1

I'm reading the C programming textbook1 and in 1.6 they're saying the conversion between a char containing a digit and an int can be done like this:

char character = '7';
int integerChar = character - '0';

I'm having trouble understanding what is happening here and why the integer value is equal to the character minus the character '0'.


1 Brian W Kernighan and Dennis M Ritchie The C Programming Language, 2nd Edn 1988.

  • You might want to do a web search on "ASCII table"... – DevSolar Mar 01 '23 at 16:20
  • The character values of `'0'` through `'9'` are consecutive. So `'1'` is `'0' + 1, etc. Subtracting `'0'` gives the displacement from the character `'0'`, which is the integer represented by the character. `'0' - '0'` is obviously zero, `'1' - '0'` is `('0' + 1) - '0'`, which is one, etc. – Tom Karzes Mar 01 '23 at 16:22
  • Also, when not packed into an array, one normally uses an `int` to hold a character value. – Tom Karzes Mar 01 '23 at 16:23

3 Answers3

4

From the C Standard (5.2.1 Character sets)

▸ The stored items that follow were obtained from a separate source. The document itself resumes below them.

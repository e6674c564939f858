// Copyright 2026 - Nym Technologies SA <contact@nymtech.net>
// SPDX-License-Identifier: Apache-2.0

use crate::batch::{PacketBatch, ReplaySet};
use crate::error::ReplayLogError;
use crate::indices::LogIndices;
use crate::log::ReplayLog;
use crate::tag::ReplayTag;
use parking_lot::Mutex;
use tracing::debug;

/// [`ReplayLog`] implementation that keeps all added packets and processed
/// batches in memory with no persistence whatsoever.
///
/// This is the reference implementation, designed for use in testing:
/// stopping (or crashing) discards everything, so it cannot uphold the
/// exactly-once guarantee across process restarts. Forwarders that need that
/// guarantee use the snapshot-backed log from the persistence crate instead.
///
/// A single mutex guards both indices and is held for the entire duration of
/// every operation, so batch commits under one id never interleave.
#[derive(Debug, Default)]
pub struct MemoryReplayLog {
    state: Mutex<Option<LogIndices>>,
}

impl MemoryReplayLog {
    pub fn new() -> Self {
        Self::default()
    }

    /// Number of entries currently stored. Exposed for metrics and for
    /// idempotency probes in tests.
    pub fn entry_count(&self) -> Result<usize, ReplayLogError> {
        let guard = self.state.lock();
        let indices = guard.as_ref().ok_or(ReplayLogError::NotStarted)?;
        Ok(indices.entry_count())
    }
}

impl ReplayLog for MemoryReplayLog {
    fn start(&self) -> Result<(), ReplayLogError> {
        debug!("starting in-memory replay log");
        *self.state.lock() = Some(LogIndices::new());
        Ok(())
    }

    fn stop(&self) -> Result<(), ReplayLogError> {
        let mut guard = self.state.lock();
        if guard.take().is_none() {
            return Err(ReplayLogError::NotStarted);
        }

        debug!("stopped in-memory replay log");
        Ok(())
    }

    fn get(&self, tag: &ReplayTag) -> Result<u32, ReplayLogError> {
        let guard = self.state.lock();
        let indices = guard.as_ref().ok_or(ReplayLogError::NotStarted)?;
        indices.get(tag)
    }

    fn put(&self, tag: &ReplayTag, expiry: u32) -> Result<(), ReplayLogError> {
        let mut guard = self.state.lock();
        let indices = guard.as_mut().ok_or(ReplayLogError::NotStarted)?;
        indices.put(tag, expiry)
    }

    fn delete(&self, tag: &ReplayTag) -> Result<(), ReplayLogError> {
        let mut guard = self.state.lock();
        let indices = guard.as_mut().ok_or(ReplayLogError::NotStarted)?;
        indices.delete(tag);
        Ok(())
    }

    fn put_batch(&self, batch: &mut PacketBatch) -> Result<ReplaySet, ReplayLogError> {
        let mut guard = self.state.lock();
        let indices = guard.as_mut().ok_or(ReplayLogError::NotStarted)?;
        indices.commit_batch(batch)
    }
}

#[cfg(test)]
#[allow(clippy::unwrap_used)]
mod tests {
    use super::*;
    use rand::{Rng, RngCore};
    use std::sync::Arc;
    use std::thread;

    fn started_log() -> MemoryReplayLog {
        let log = MemoryReplayLog::new();
        log.start().unwrap();
        log
    }

    fn random_tag() -> ReplayTag {
        let mut secret = [0u8; crate::tag::SHARED_SECRET_SIZE];
        rand::thread_rng().fill_bytes(&mut secret);
        ReplayTag::from_shared_secret(&secret)
    }

    #[test]
    fn get_fails_for_an_unknown_tag() {
        let log = started_log();

        assert!(matches!(
            log.get(&random_tag()),
            Err(ReplayLogError::EntryNotFound)
        ));
    }

    #[test]
    fn put_stores_and_rejects_duplicates() {
        let log = started_log();
        let tag = random_tag();

        log.put(&tag, 10).unwrap();
        assert_eq!(log.get(&tag).unwrap(), 10);

        // second insert is rejected and the stored value stays untouched
        assert!(matches!(
            log.put(&tag, 99),
            Err(ReplayLogError::ReplayedPacket)
        ));
        assert_eq!(log.get(&tag).unwrap(), 10);
    }

    #[test]
    fn delete_removes_the_entry_and_ignores_absent_tags() {
        let log = started_log();
        let tag = random_tag();

        // deleting something that was never there is fine
        log.delete(&tag).unwrap();

        log.put(&tag, 42).unwrap();
        log.delete(&tag).unwrap();
        assert!(matches!(
            log.get(&tag),
            Err(ReplayLogError::EntryNotFound)
        ));

        // and the tag may be inserted again afterwards
        log.put(&tag, 43).unwrap();
        assert_eq!(log.get(&tag).unwrap(), 43);
    }

    #[test]
    fn operations_fail_before_start_and_after_stop() {
        let assert_not_started = |log: &MemoryReplayLog| {
            let tag = random_tag();
            assert!(matches!(log.get(&tag), Err(ReplayLogError::NotStarted)));
            assert!(matches!(
                log.put(&tag, 1),
                Err(ReplayLogError::NotStarted)
            ));
            assert!(matches!(log.delete(&tag), Err(ReplayLogError::NotStarted)));

            let mut batch = PacketBatch::new(b"block".to_vec());
            assert!(matches!(
                log.put_batch(&mut batch),
                Err(ReplayLogError::NotStarted)
            ));
        };

        let log = MemoryReplayLog::new();
        assert_not_started(&log);
        assert!(matches!(log.stop(), Err(ReplayLogError::NotStarted)));

        log.start().unwrap();
        log.stop().unwrap();
        assert_not_started(&log);
        assert!(matches!(log.stop(), Err(ReplayLogError::NotStarted)));
    }

    #[test]
    fn batch_detects_replays_within_itself() {
        let log = started_log();
        let tag_a = random_tag();
        let tag_b = random_tag();

        let mut batch = PacketBatch::new(b"block-1".to_vec());
        batch.push(1, tag_a, 10);
        batch.push(2, tag_b, 20);
        batch.push(3, tag_a, 30);

        let replays = log.put_batch(&mut batch).unwrap();

        let expected: ReplaySet = [3].into_iter().collect();
        assert_eq!(replays, expected);
        assert!(batch.is_committed());
        assert_eq!(batch.replays(), &replays);

        // first writer wins
        assert_eq!(log.get(&tag_a).unwrap(), 10);
        assert_eq!(log.get(&tag_b).unwrap(), 20);
    }

    #[test]
    fn batch_merges_caller_supplied_replays() {
        let log = started_log();

        let known: ReplaySet = [5].into_iter().collect();
        let mut batch = PacketBatch::with_known_replays(b"block-2".to_vec(), known.clone());
        batch.push(1, random_tag(), 10);

        let replays = log.put_batch(&mut batch).unwrap();
        assert_eq!(replays, known);
    }

    #[test]
    fn batch_commit_is_idempotent() {
        let log = started_log();
        let tag_a = random_tag();
        let tag_b = random_tag();

        let mut batch = PacketBatch::new(b"block-3".to_vec());
        batch.push(1, tag_a, 10);
        batch.push(2, tag_b, 20);
        batch.push(3, tag_a, 30);

        let first = log.put_batch(&mut batch).unwrap();
        let entries_after_first = log.entry_count().unwrap();

        // resubmission of the same id must return the identical result
        // without inserting anything new, regardless of the batch content
        let mut resubmitted = PacketBatch::new(b"block-3".to_vec());
        resubmitted.push(1, tag_a, 10);
        resubmitted.push(2, tag_b, 20);
        resubmitted.push(3, tag_a, 30);

        let second = log.put_batch(&mut resubmitted).unwrap();

        assert_eq!(first, second);
        assert_eq!(log.entry_count().unwrap(), entries_after_first);
        assert!(resubmitted.is_committed());
    }

    #[test]
    fn empty_batch_commits_to_an_empty_set() {
        let log = started_log();

        let mut batch = PacketBatch::new(b"empty".to_vec());
        let replays = log.put_batch(&mut batch).unwrap();

        assert!(replays.is_empty());
        assert!(batch.is_committed());
        assert_eq!(log.entry_count().unwrap(), 0);

        // the trivial result is cached like any other
        let mut again = PacketBatch::new(b"empty".to_vec());
        assert!(log.put_batch(&mut again).unwrap().is_empty());
    }

    #[test]
    fn replay_detection_is_global_across_batches() {
        let log = started_log();
        let shared = random_tag();

        let mut first = PacketBatch::new(b"block-4".to_vec());
        first.push(1, shared, 10);
        log.put_batch(&mut first).unwrap();

        // a different batch id does not shield a previously seen tag
        let mut second = PacketBatch::new(b"block-5".to_vec());
        second.push(7, shared, 20);
        let replays = log.put_batch(&mut second).unwrap();

        let expected: ReplaySet = [7].into_iter().collect();
        assert_eq!(replays, expected);
        assert_eq!(log.get(&shared).unwrap(), 10);
    }

    #[test]
    fn concurrent_puts_of_one_tag_succeed_exactly_once() {
        let log = Arc::new(started_log());
        let tag = random_tag();

        let mut handles = Vec::new();
        for i in 0..16u32 {
            let log = Arc::clone(&log);
            handles.push(thread::spawn(move || log.put(&tag, i).is_ok()));
        }

        let successes = handles
            .into_iter()
            .map(|handle| handle.join().unwrap())
            .filter(|succeeded| *succeeded)
            .count();

        assert_eq!(successes, 1);
        assert_eq!(log.entry_count().unwrap(), 1);
    }

    #[test]
    fn concurrent_commits_of_one_batch_id_agree() {
        let log = Arc::new(started_log());

        let entries: Vec<_> = (0..64u16)
            .map(|seq| {
                let expiry = rand::thread_rng().gen();
                // every 4th entry duplicates the previous tag
                if seq % 4 == 3 {
                    (seq, None, expiry)
                } else {
                    (seq, Some(random_tag()), expiry)
                }
            })
            .collect();

        let build_batch = |entries: &[(u16, Option<ReplayTag>, u32)]| {
            let mut batch = PacketBatch::new(b"contended-block".to_vec());
            let mut previous = None;
            for (seq, tag, expiry) in entries {
                let tag = (*tag).or(previous).unwrap();
                batch.push(*seq, tag, *expiry);
                previous = Some(tag);
            }
            batch
        };

        let mut handles = Vec::new();
        for _ in 0..8 {
            let log = Arc::clone(&log);
            let entries = entries.clone();
            handles.push(thread::spawn(move || {
                let mut batch = build_batch(&entries);
                log.put_batch(&mut batch).unwrap()
            }));
        }

        let results: Vec<ReplaySet> = handles
            .into_iter()
            .map(|handle| handle.join().unwrap())
            .collect();

        // every caller observed the identical result...
        for result in &results {
            assert_eq!(result, &results[0]);
        }
        let expected: ReplaySet = (3u16..64).step_by(4).collect();
        assert_eq!(results[0], expected);

        // ...and exactly one insertion pass took place
        assert_eq!(log.entry_count().unwrap(), 48);
    }
}
// Copyright 2026 - Nym Technologies SA <contact@nymtech.net>
// SPDX-License-Identifier: Apache-2.0

use crate::batch::{PacketBatch, ReplaySet};
use crate::error::ReplayLogError;
use crate::tag::ReplayTag;

/// A log of incoming sphinx packets providing strong replay protection.
///
/// The contract is deliberately general to leave implementations
/// near-complete autonomy over their backing store; the in-memory
/// [`MemoryReplayLog`] is the reference, durable variants plug in behind the
/// same trait and are selected at construction time.
///
/// Every method must be safe for concurrent invocation from multiple
/// forwarding workers; implementations serialize access to their internal
/// indices. None of the operations perform network I/O and there is no
/// cancellation concept at this layer; each call runs to completion or
/// fails.
///
/// [`MemoryReplayLog`]: crate::memory::MemoryReplayLog
pub trait ReplayLog: Send + Sync {
    /// Allocates or opens the backing indices. Must be called before any
    /// other operation.
    fn start(&self) -> Result<(), ReplayLogError>;

    /// Safely shuts the log down, releasing the backing indices. Entries
    /// that were never durably persisted are lost.
    fn stop(&self) -> Result<(), ReplayLogError>;

    /// Retrieves the expiry value stored for `tag`. Returns
    /// [`ReplayLogError::EntryNotFound`] when the tag was never inserted.
    fn get(&self, tag: &ReplayTag) -> Result<u32, ReplayLogError>;

    /// Stores a new entry. Returns [`ReplayLogError::ReplayedPacket`] when
    /// the tag already exists, which is the core detection signal for
    /// callers processing packets one at a time. The stored value is never
    /// overwritten.
    fn put(&self, tag: &ReplayTag, expiry: u32) -> Result<(), ReplayLogError>;

    /// Deletes the entry for `tag`, succeeding silently when it is absent.
    fn delete(&self, tag: &ReplayTag) -> Result<(), ReplayLogError>;

    /// Commits a whole batch of packets, returning the set of entries within
    /// it that are replays and recording it on the batch itself.
    ///
    /// Commits are idempotent per batch id: every commit of batches sharing
    /// an id yields the identical [`ReplaySet`], and only the first performs
    /// any insertion. Concurrent commits under one id never interleave their
    /// insertion passes.
    ///
    /// A backing store failure aborts the commit without rolling back the
    /// entries inserted so far. The caller retries the whole batch; entries
    /// that did make it in then simply surface as replays.
    fn put_batch(&self, batch: &mut PacketBatch) -> Result<ReplaySet, ReplayLogError>;
}
// Copyright 2026 - Nym Technologies SA <contact@nymtech.net>
// SPDX-License-Identifier: Apache-2.0

use std::error::Error;
use thiserror::Error;

#[derive(Debug, Error)]
pub enum ReplayLogError {
    /// An operation other than `start` was invoked before the log was
    /// started or after it was stopped. The caller recovers by starting the
    /// log.
    #[error("the replay log has not been started")]
    NotStarted,

    /// Normal negative result of a lookup, not a fault.
    #[error("the requested entry is not present in the log")]
    EntryNotFound,

    /// The tag is already present in the log: the packet was processed
    /// before. This is the detection signal itself; batch commits translate
    /// it into replay-set membership instead of propagating it.
    #[error("the packet has already been processed")]
    ReplayedPacket,

    /// Unexpected failure of the backing store. Fatal to the current
    /// delivery attempt; the caller should retry the whole batch.
    #[error("replay log backing store failure: {source}")]
    StorageFailure {
        source: Box<dyn Error + Send + Sync>,
    },
}

impl ReplayLogError {
    pub fn storage_failure<E>(source: E) -> Self
    where
        E: Error + Send + Sync + 'static,
    {
        ReplayLogError::StorageFailure {
            source: Box::new(source),
        }
    }

    /// True for [`ReplayLogError::ReplayedPacket`], i.e. when an insertion
    /// failed because the packet was seen before.
    pub fn is_replay(&self) -> bool {
        matches!(self, ReplayLogError::ReplayedPacket)
    }
}
// Copyright 2026 - Nym Technologies SA <contact@nymtech.net>
// SPDX-License-Identifier: Apache-2.0

//! Snapshot-backed [`ReplayLog`] whose replay-protection and batch
//! idempotency guarantees survive process restarts.
//!
//! Both log indices are written out as a single versioned snapshot file
//! after every successful mutating operation, using the
//! write-to-temp-then-rename discipline, so whatever point the process
//! crashes at, the next start observes either the previous snapshot or the
//! new one, never a torn write. Restarting and resubmitting the in-flight
//! batch then returns the originally computed replay set without any entry
//! being counted twice.
//!
//! The snapshot is rewritten wholesale, which is deliberate: the log is
//! small (20 bytes + a value per forwarded packet, garbage-collected by the
//! caller through `delete`) and the full rewrite is what lets a later flush
//! repair an earlier failed one.

use nym_replay_log::indices::LogIndices;
use nym_replay_log::{PacketBatch, ReplayLog, ReplayLogError, ReplaySet, ReplayTag};
use parking_lot::Mutex;
use std::path::PathBuf;
use tracing::{debug, info};

mod error;
mod snapshot;

pub use error::PersistenceError;

/// Durable [`ReplayLog`] implementation backed by a snapshot file.
///
/// Selected at construction time wherever a [`MemoryReplayLog`] would
/// otherwise be used; the contract and its concurrency guarantees are
/// identical, with one mutex held across the whole of every operation.
///
/// [`MemoryReplayLog`]: nym_replay_log::MemoryReplayLog
#[derive(Debug)]
pub struct PersistentReplayLog {
    snapshot_path: PathBuf,
    state: Mutex<Option<LogIndices>>,
}

impl PersistentReplayLog {
    /// Creates a log persisting itself to `snapshot_path`. Nothing is read
    /// or written until [`start`](ReplayLog::start).
    pub fn new<P: Into<PathBuf>>(snapshot_path: P) -> Self {
        PersistentReplayLog {
            snapshot_path: snapshot_path.into(),
            state: Mutex::new(None),
        }
    }

    /// Number of entries currently stored. Exposed for metrics and for
    /// idempotency probes in tests.
    pub fn entry_count(&self) -> Result<usize, ReplayLogError> {
        let guard = self.state.lock();
        let indices = guard.as_ref().ok_or(ReplayLogError::NotStarted)?;
        Ok(indices.entry_count())
    }

    fn flush(&self, indices: &LogIndices) -> Result<(), PersistenceError> {
        snapshot::flush(&self.snapshot_path, indices)
    }
}

impl ReplayLog for PersistentReplayLog {
    fn start(&self) -> Result<(), ReplayLogError> {
        let mut guard = self.state.lock();

        let indices = match snapshot::load(&self.snapshot_path)? {
            Some(indices) => indices,
            None => {
                info!(
                    "no replay log snapshot at '{}', starting empty",
                    self.snapshot_path.display()
                );
                LogIndices::new()
            }
        };

        *guard = Some(indices);
        Ok(())
    }

    fn stop(&self) -> Result<(), ReplayLogError> {
        let mut guard = self.state.lock();
        let indices = guard.as_ref().ok_or(ReplayLogError::NotStarted)?;

        // final flush so that anything the periodic per-mutation flushes
        // missed (after an earlier I/O failure) still makes it out
        self.flush(indices)?;
        *guard = None;

        debug!("stopped persistent replay log");
        Ok(())
    }

    fn get(&self, tag: &ReplayTag) -> Result<u32, ReplayLogError> {
        let guard = self.state.lock();
        let indices = guard.as_ref().ok_or(ReplayLogError::NotStarted)?;
        indices.get(tag)
    }

    fn put(&self, tag: &ReplayTag, expiry: u32) -> Result<(), ReplayLogError> {
        let mut guard = self.state.lock();
        let indices = guard.as_mut().ok_or(ReplayLogError::NotStarted)?;

        indices.put(tag, expiry)?;
        self.flush(indices)?;
        Ok(())
    }

    fn delete(&self, tag: &ReplayTag) -> Result<(), ReplayLogError> {
        let mut guard = self.state.lock();
        let indices = guard.as_mut().ok_or(ReplayLogError::NotStarted)?;

        if indices.delete(tag) {
            self.flush(indices)?;
        }
        Ok(())
    }

    fn put_batch(&self, batch: &mut PacketBatch) -> Result<ReplaySet, ReplayLogError> {
        let mut guard = self.state.lock();
        let indices = guard.as_mut().ok_or(ReplayLogError::NotStarted)?;

        // a commit that merely hits the result cache changes nothing worth
        // flushing
        let fresh_commit = indices.batch_result(batch.id()).is_none();
        let replays = indices.commit_batch(batch)?;

        if fresh_commit {
            // a failure here leaves the commit applied in memory but not on
            // disk; the snapshot catches up on the next successful flush
            // (at the latest the one in `stop`)
            self.flush(indices)?;
        }

        Ok(replays)
    }
}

  1. ...In both the source and execution basic character sets, the value of each character after 0 in the above list of decimal digits shall be one greater than the value of the previous.

So it means that the Standard guarantees that for example the difference '1' - '0' is equal to 1, or the difference '2' - '0' is equal to 2 and so on.

So independent of the internal representation of characters as for example ASCII or EBCDIC you can get an integer digit that is represented by a character c like c - '0'.

For example in the ASCII character table the characters '0' through '9' have codes from 48 up to 57. In the EBCDIC character table they have codes from 240 up to 249.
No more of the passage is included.